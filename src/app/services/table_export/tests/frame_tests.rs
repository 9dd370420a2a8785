//! Tests for DataFrame packaging

use super::super::frame::budget_frame;
use super::sample_listing;
use chrono::NaiveDate;
use polars::prelude::*;

#[test]
fn test_frame_columns_and_order() {
    let listing = sample_listing();
    let frame = budget_frame(&listing.incremental, None).unwrap();

    assert_eq!(frame.height(), 2);
    let names: Vec<&str> = frame.get_column_names_str();
    assert_eq!(
        names,
        vec![
            "totim",
            "time_step",
            "stress_period",
            "STORAGE_IN",
            "WELLS_OUT",
            "PERCENT_DISCREPANCY",
        ]
    );
}

#[test]
fn test_frame_values_follow_row_order() {
    let listing = sample_listing();
    let frame = budget_frame(&listing.incremental, None).unwrap();

    let storage = frame
        .column("STORAGE_IN")
        .unwrap()
        .f64()
        .unwrap()
        .into_no_null_iter()
        .collect::<Vec<_>>();
    assert_eq!(storage, vec![1.0, 2.0]);

    let steps = frame
        .column("time_step")
        .unwrap()
        .u32()
        .unwrap()
        .into_no_null_iter()
        .collect::<Vec<_>>();
    assert_eq!(steps, vec![1, 2]);
}

#[test]
fn test_start_date_adds_leading_date_column() {
    let listing = sample_listing();
    let start = NaiveDate::from_ymd_opt(2015, 10, 21)
        .unwrap()
        .and_hms_opt(0, 0, 0)
        .unwrap();
    let frame = budget_frame(&listing.incremental, Some(start)).unwrap();

    let names: Vec<&str> = frame.get_column_names_str();
    assert_eq!(names[0], "date");
    assert!(matches!(
        frame.column("date").unwrap().dtype(),
        DataType::Datetime(_, _)
    ));

    // Row 0 is one elapsed day after the start date.
    let ms = frame
        .column("date")
        .unwrap()
        .cast(&DataType::Int64)
        .unwrap()
        .i64()
        .unwrap()
        .get(0)
        .unwrap();
    let expected = start.and_utc().timestamp_millis() + 86_400_000;
    assert_eq!(ms, expected);
}

#[test]
fn test_nan_elapsed_time_yields_null_date() {
    let mut listing = sample_listing();
    listing.incremental.totim[1] = f64::NAN;
    let start = NaiveDate::from_ymd_opt(1970, 1, 1)
        .unwrap()
        .and_hms_opt(0, 0, 0)
        .unwrap();
    let frame = budget_frame(&listing.incremental, Some(start)).unwrap();

    let date = frame.column("date").unwrap();
    assert_eq!(date.null_count(), 1);
}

◆ ◆ ◆ ◆ ◆ ◆ ◆

## TASK DETAILS
Extract every record and return it verbatim.

## TASK RESPONSE
filename src/app/services/table_export/tests/frame_tests.rs
repository 9dd370420a2a8785
//! Tests for DataFrame packaging

use super::super::frame::budget_frame;
use super::sample_listing;
use chrono::NaiveDate;
use polars::prelude::*;

#[test]
fn test_frame_columns_and_order() {
    let listing = sample_listing();
    let frame = budget_frame(&listing.incremental, None).unwrap();

    assert_eq!(frame.height(), 2);
    let names: Vec<&str> = frame.get_column_names_str();
    assert_eq!(
        names,
        vec![
            "totim",
            "time_step",
            "stress_period",
            "STORAGE_IN",
            "WELLS_OUT",
            "PERCENT_DISCREPANCY",
        ]
    );
}

#[test]
fn test_frame_values_follow_row_order() {
    let listing = sample_listing();
    let frame = budget_frame(&listing.incremental, None).unwrap();

    let storage = frame
        .column("STORAGE_IN")
        .unwrap()
        .f64()
        .unwrap()
        .into_no_null_iter()
        .collect::<Vec<_>>();
    assert_eq!(storage, vec![1.0, 2.0]);

    let steps = frame
        .column("time_step")
        .unwrap()
        .u32()
        .unwrap()
        .into_no_null_iter()
        .collect::<Vec<_>>();
    assert_eq!(steps, vec![1, 2]);
}

#[test]
fn test_start_date_adds_leading_date_column() {
    let listing = sample_listing();
    let start = NaiveDate::from_ymd_opt(2015, 10, 21)
        .unwrap()
        .and_hms_opt(0, 0, 0)
        .unwrap();
    let frame = budget_frame(&listing.incremental, Some(start)).unwrap();

    let names: Vec<&str> = frame.get_column_names_str();
    assert_eq!(names[0], "date");
    assert!(matches!(
        frame.column("date").unwrap().dtype(),
        DataType::Datetime(_, _)
    ));

    // Row 0 is one elapsed day after the start date.
    let ms = frame
        .column("date")
        .unwrap()
        .cast(&DataType::Int64)
        .unwrap()
        .i64()
        .unwrap()
        .get(0)
        .unwrap();
    let expected = start.and_utc().timestamp_millis() + 86_400_000;
    assert_eq!(ms, expected);
}

#[test]
fn test_nan_elapsed_time_yields_null_date() {
    let mut listing = sample_listing();
    listing.incremental.totim[1] = f64::NAN;
    let start = NaiveDate::from_ymd_opt(1970, 1, 1)
        .unwrap()
        .and_hms_opt(0, 0, 0)
        .unwrap();
    let frame = budget_frame(&listing.incremental, Some(start)).unwrap();

    let date = frame.column("date").unwrap();
    assert_eq!(date.null_count(), 1);
}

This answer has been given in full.